Friday, June 22, 2012

Always Something

Tonight we had the great good fortune to work with my favorite relatively new employee in the lab.  Meet Wednesday Addams.  Wednesday apparently got the job because she is best friends with her manager, the stalwart Morticia, who never smiles.  I routinely hang up on her, along with EGK troll.  I don't expect either Morticia or Wednesday to last too long in their current positions.

Wednesday, though, incites another whole level of homicidal thoughts.  She lacks the ability to think outside the box.  In fact a box is probably the safest place for her.  She is constantly asking the secretaries, X-ray tech or nurses to do her job; make phone calls to doctors, patients, or other labs.  Do pediatric blood draws.  Find paper towels. Figure out computer stuff.  Turn on the faucet.  Here is an example:

Wednesday: "Hi I'm really busy, I have to (insert busy work here: QA's, outpatient's, finding stickers).  Do you know how to (insert query here: see above)?  Will you (insert task here: i.e., anything in her job description) for me?  

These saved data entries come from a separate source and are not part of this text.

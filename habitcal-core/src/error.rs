//! Error types for habitcal.
//!
//! The expansion engine itself never fails; these errors come from the
//! surrounding layers (configuration, schedule validation, stores).

use thiserror::Error;

/// Errors that can occur in habitcal operations.
#[derive(Error, Debug)]
pub enum HabitCalError {
    #[error("Configuration error: {0}")]
    Config(String),

    #[error("Invalid schedule for '{owner}': {reason}")]
    InvalidSchedule { owner: String, reason: String },

    #[error("Store error: {0}")]
    Store(String),

    #[error("Parse error: {0}")]
    Parse(String),

    #[error("IO error: {0}")]
    Io(#[from] std::io::Error),
}

/// Result type alias for habitcal operations.
pub type HabitCalResult<T> = Result<T, HabitCalError>;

I don't mind helping, but it is not reciprocated; it never is.  She doesn't seem to want to learn how to empower herself, find out the answer by doing, trying, experimenting or calling one of her colleagues if she can't get her equipment to work.  Tonight Wednesday was unable to get some results to print, so...... did we know how to copy?

Kate:  (exasperated) "You mean like on the copy machine?  It's over there!"

Wednesday stared blankly at the copier for a few minutes, then asked nobody in particular, "Is this on?"  No doubt it seemed very complicated, with all of those dials, buttons, flashy lights and shiny knobs.

There it is.  Just what we've been searching for.  Thank you, Thing.


You Did NOT Just Say That

We sent out a woman several years younger than me for further testing.  Abdominal pain, nausea, fever.  She gave her stated weight as a conservative (I'd say overly generous) 375 at last weigh-in about 2 years ago.  I don't say this to be cruel or uncaring, but as a courtesy to the ambulance crew who was transporting; it would be uncool for them to drop people because they are unprepared with the right number of personnel.  Size does sometimes matter.  She was a very nice lady, and she was much more comfortable at the time of transfer thanks to minuscule doses of meds for pain and nausea.

The EMT/Paramedic crew took report, and agreed that an ACLS transport was unnecessary.  The paramedic was busy training a new guy anyway, so the ensuing conversation took place out of her earshot.  I wish it had taken place out of mine.

Male EMT to female EMT: "OK, do you want to drive or tech"
Female EMT: "It doesn't matter, whatever you want"
Male EMT: "Well, why don't you tech, since it is a female patient.  That way you can have the girl on girl action"

Dead silence (except for the sound of my head hitting the underside of the desk as I drove under it to muffle my laughter).